明示的な数値オフセットの RANGE BETWEEN 例 もご参照ください。
RANGE BETWEEN と ROWS BETWEEN をオープンエンドのバウンダリーで比較¶
以下の例では、同じ行のセットに対して以下のウィンドウフレームを計算した結果を比較しています:
ROWS BETWEEN UNBOUNDED PRECEDING AND CURRENT ROW
RANGE BETWEEN UNBOUNDED PRECEDING AND CURRENT ROW
この例では、 menu_items
という小さなテーブルから選択します。 menu_itemsテーブルを作成してロードする をご参照ください。
SUM ウィンドウ関数は、 menu_category
パーティションごとに menu_price_usd
の値を集計します。ROWS BETWEEN 構文を使えば、各パーティション内で実行合計がどのように累計されるかを簡単に見ることができます。
SELECT menu_category, menu_price_usd,
SUM(menu_price_usd)
OVER(PARTITION BY menu_category ORDER BY menu_price_usd
ROWS BETWEEN UNBOUNDED PRECEDING AND CURRENT ROW) sum_price
FROM menu_items
WHERE menu_category IN('Beverage','Dessert','Snack')
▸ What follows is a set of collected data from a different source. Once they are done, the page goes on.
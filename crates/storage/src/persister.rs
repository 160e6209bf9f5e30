// SPDX-License-Identifier: BUSL-1.1
// Copyright (c) 2026 Alfred Jean LLC

//! State persister: single-job status transitions, body annotation
//! rules, renames with dependency-reference cascades, and archival.
//! Every write goes through the front-matter codec and the
//! write-to-tempfile-then-rename primitive.

use crate::artifacts::ArtifactLayout;
use crate::codec::serialize_front_matter;
use crate::fs_atomic::write_atomic;
use grove_core::{DepRef, Error, Job, JobStatus, Plan};
use std::path::PathBuf;

pub const ABANDONED_SENTINEL: &str = "This job was abandoned by the user";
pub const TRANSCRIPT_HEADING: &str = "## Transcript";
const NO_TRANSCRIPT: &str = "(no transcript captured)";

/// Wraps a plan's root directory and performs the write operations the
/// spec assigns to the state persister. Holds no in-memory state of its
/// own — every call reads the `Job` it's given, writes the file, and
/// updates the same `Job` in the caller's `Plan` so the in-memory copy
/// stays consistent with disk.
#[derive(Debug, Clone)]
pub struct PlanHandle {
    pub root: PathBuf,
}

impl PlanHandle {
    pub fn new(root: impl Into<PathBuf>) -> Self {
        Self { root: root.into() }
    }

    fn job_path(&self, job: &Job) -> PathBuf {
        self.root.join(&job.filename)
    }

    /// Render and write a single job's front-matter + body to disk,
    /// preserving recognized-key order then unknown keys.
    fn write_job(&self, job: &Job) -> Result<(), Error> {
        let front_matter = job.to_front_matter();
        let content = serialize_front_matter(&front_matter, &job.prompt_body)?;
        write_atomic(&self.job_path(job), &content)
    }

    /// Applies a single status transition and its associated body
    /// annotation, if any.
    ///
    /// - `abandoned`: appends the sentinel section exactly once (checked by
    ///   exact substring match, so calling this twice is a no-op on the body).
    /// - `completed` on an interactive-agent job: appends a `## Transcript`
    ///   section exactly once, sourced from the job's log file if one is
    ///   discoverable under `layout`, else the literal fallback text.
    /// - every other transition only touches the front-matter `status` field.
    pub fn update_job_status(
        &self,
        plan: &mut Plan,
        reference: &DepRef,
        new_status: JobStatus,
        layout: &ArtifactLayout,
    ) -> Result<(), Error> {
        let job = plan
            .find_mut(reference)
            .ok_or_else(|| Error::JobNotFound { reference: reference.as_str().to_string() })?;

        job.status = new_status;

        if new_status == JobStatus::Abandoned && !job.prompt_body.contains(ABANDONED_SENTINEL) {
            append_section(&mut job.prompt_body, "Abandoned", ABANDONED_SENTINEL);
        }

        if new_status == JobStatus::Completed
            && job.job_type.is_interactive()
            && !job.prompt_body.contains(TRANSCRIPT_HEADING)
        {
            let transcript = read_transcript(&layout.job_log_path(job)).unwrap_or_else(|| NO_TRANSCRIPT.to_string());
            append_section(&mut job.prompt_body, "Transcript", &transcript);
        }

        self.write_job(job)
    }

    /// Recomputes the filename from the new title, rewrites the source
    /// file's `title` (and moves it on disk), then walks every *other* job
    /// and rewrites `depends_on`/`prompt_source` entries that pointed at
    /// the old filename or id — preserving which form each entry used.
    pub fn rename(&self, plan: &mut Plan, reference: &DepRef, new_title: &str) -> Result<(), Error> {
        let target = plan
            .find(reference)
            .ok_or_else(|| Error::JobNotFound { reference: reference.as_str().to_string() })?;
        let old_filename = target.filename.clone();
        let old_id = target.id.clone();

        let ordinal = ordinal_prefix(&old_filename);
        let new_filename = grove_core::job_filename(ordinal, new_title);

        // 1. Rewrite and move the target job first, then each dependent's
        // dep-list rewrite.
        let Some(job) = plan.find_by_filename_mut(&old_filename) else {
            return Err(Error::JobNotFound { reference: old_filename });
        };
        let old_path = self.root.join(&old_filename);
        job.title = new_title.to_string();
        job.filename = new_filename.clone();
        self.write_job(job)?;
        let new_path = self.job_path(job);
        if old_path != new_path && old_path.exists() {
            std::fs::remove_file(&old_path).map_err(|e| Error::io(&old_path, e))?;
        }

        // 2. Cascade: every dependent's depends_on/prompt_source entries
        // that named the old filename or id now name the new filename,
        // preserving whichever form (filename vs id) the entry used.
        let dependents: Vec<String> = plan
            .jobs_in_order()
            .iter()
            .filter(|j| {
                j.filename != new_filename
                    && (j.depends_on.iter().any(|d| matches_old(d, &old_filename, old_id.as_str()))
                        || j.prompt_source.iter().any(|d| matches_old(d, &old_filename, old_id.as_str())))
            })
            .map(|j| j.filename.clone())
            .collect();

        for filename in dependents {
            let Some(job) = plan.find_by_filename_mut(&filename) else { continue };
            rewrite_refs(&mut job.depends_on, &old_filename, &old_id.to_string(), &new_filename);
            rewrite_refs(&mut job.prompt_source, &old_filename, &old_id.to_string(), &new_filename);
            self.write_job(job)?;
        }

        Ok(())
    }

    /// Validates every new entry resolves, then writes `depends_on`
    /// atomically. An empty list clears the field.
    pub fn update_deps(
        &self,
        plan: &mut Plan,
        reference: &DepRef,
        new_deps: Vec<DepRef>,
    ) -> Result<(), Error> {
        for dep in &new_deps {
            if plan.find(dep).is_none() {
                return Err(Error::UnresolvedDependency {
                    job: reference.as_str().to_string(),
                    reference: dep.as_str().to_string(),
                });
            }
        }
        let job = plan
            .find_mut(reference)
            .ok_or_else(|| Error::JobNotFound { reference: reference.as_str().to_string() })?;
        job.depends_on = new_deps;
        self.write_job(job)
    }

    /// Appends a markdown section to a job's body and writes it, without
    /// touching `status`. Used by the executor for the `## Output` section
    /// on `oneshot`/`generate_recipe` success — unlike the abandon/transcript
    /// annotations in [`Self::update_job_status`], a new run appends a
    /// fresh section each time rather than checking for one
    /// first, since a job can legitimately be re-run and each attempt's
    /// output is worth keeping.
    pub fn record_output(&self, plan: &mut Plan, reference: &DepRef, heading: &str, text: &str) -> Result<(), Error> {
        let job = plan
            .find_mut(reference)
            .ok_or_else(|| Error::JobNotFound { reference: reference.as_str().to_string() })?;
        append_section(&mut job.prompt_body, heading, text);
        self.write_job(job)
    }

    /// Appends an `## Error` section: the executor converts any error
    /// terminating a job into a `failed` state on the job file with the
    /// error summary in an `## Error` section.
    pub fn record_error(&self, plan: &mut Plan, reference: &DepRef, detail: &str) -> Result<(), Error> {
        self.record_output(plan, reference, "Error", detail)
    }

    /// Materializes a brand-new job file in this plan, created by an
    /// external producer and committed to disk. Shared by the CLI `add`
    /// command and the executor's `generate_recipe` job type, which
    /// materializes one or more new job files from its parsed LLM output.
    pub fn create_job(&self, plan: &mut Plan, job: Job) -> Result<(), Error> {
        self.write_job(&job)?;
        plan.push(job);
        Ok(())
    }

    /// Moves the file to `.archive/<original-filename>`, preserving its
    /// numeric prefix.
    pub fn archive(&self, plan: &mut Plan, reference: &DepRef, layout: &ArtifactLayout) -> Result<(), Error> {
        let job = plan
            .find(reference)
            .cloned()
            .ok_or_else(|| Error::JobNotFound { reference: reference.as_str().to_string() })?;

        let src = self.job_path(&job);
        let dst = layout.archived_job_path(&job.filename);
        if let Some(parent) = dst.parent() {
            std::fs::create_dir_all(parent).map_err(|e| Error::io(parent, e))?;
        }
        std::fs::rename(&src, &dst).map_err(|e| Error::io(&src, e))?;
        plan.remove_by_filename(&job.filename);
        Ok(())
    }
}

fn matches_old(reference: &DepRef, old_filename: &str, old_id: &str) -> bool {
    reference.as_str() == old_filename || reference.as_str() == old_id
}

fn rewrite_refs(refs: &mut [DepRef], old_filename: &str, _old_id: &str, new_filename: &str) {
    // Only `ByFilename` entries need rewriting: the job's id never changes
    // on rename, so an `ById` entry still resolves without modification.
    for r in refs.iter_mut() {
        if let DepRef::ByFilename(s) = r {
            if s == old_filename {
                *s = new_filename.to_string();
            }
        }
    }
}

fn ordinal_prefix(filename: &str) -> u32 {
    filename.split('-').next().and_then(|s| s.parse().ok()).unwrap_or(0)
}

fn append_section(body: &mut String, heading: &str, text: &str) {
    if !body.ends_with('\n') && !body.is_empty() {
        body.push('\n');
    }
    if !body.is_empty() {
        body.push('\n');
    }
    body.push_str(&format!("## {heading}\n\n{text}\n"));
}

fn read_transcript(log_path: &std::path::Path) -> Option<String> {
    std::fs::read_to_string(log_path).ok().filter(|s| !s.is_empty())
}

#[cfg(test)]
#[path = "persister_tests.rs"]
mod tests;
ORDER BY menu_category, menu_price_usd;
+---------------+----------------+-----------+
| MENU_CATEGORY | MENU_PRICE_USD | SUM_PRICE |
|---------------+----------------+-----------|
| Beverage | 2.00 | 2.00 |
| Beverage | 3.00 | 5.00 |
| Beverage | 3.00 | 8.00 |
| Beverage | 3.50 | 11.50 |
| Dessert | 3.00 | 3.00 |
| Dessert | 4.00 | 7.00 |
| Dessert | 5.00 | 12.00 |
| Dessert | 6.00 | 18.00 |
| Dessert | 6.00 | 24.00 |
| Dessert | 7.00 | 31.00 |
| Snack | 6.00 | 6.00 |
| Snack | 6.00 | 12.00 |
| Snack | 7.00 | 19.00 |
| Snack | 9.00 | 28.00 |
| Snack | 11.00 | 39.00 |
+---------------+----------------+-----------+
RANGE BETWEEN 構文を、それ以外は同じクエリで使用する場合、その計算方法は最初はそれほど明白ではありません。 現在の行 の解釈が異なるため、現在の行そのものと、その行と同じ ORDER BY 値を持つ隣接する行に依存します。
例えば、結果の2行目と3行目の sum_price
の値は、 ORDER BY の値が同じであるため、両方とも 8.00
となります。この動作は、結果セットの他の2か所でも発生し、 sum_price
が 24.00
と 12.00
として連続して計算されています。
SELECT menu_category, menu_price_usd,
SUM(menu_price_usd)
OVER(PARTITION BY menu_category ORDER BY menu_price_usd
RANGE BETWEEN UNBOUNDED PRECEDING AND CURRENT ROW) sum_price
FROM menu_items
WHERE menu_category IN('Beverage','Dessert','Snack')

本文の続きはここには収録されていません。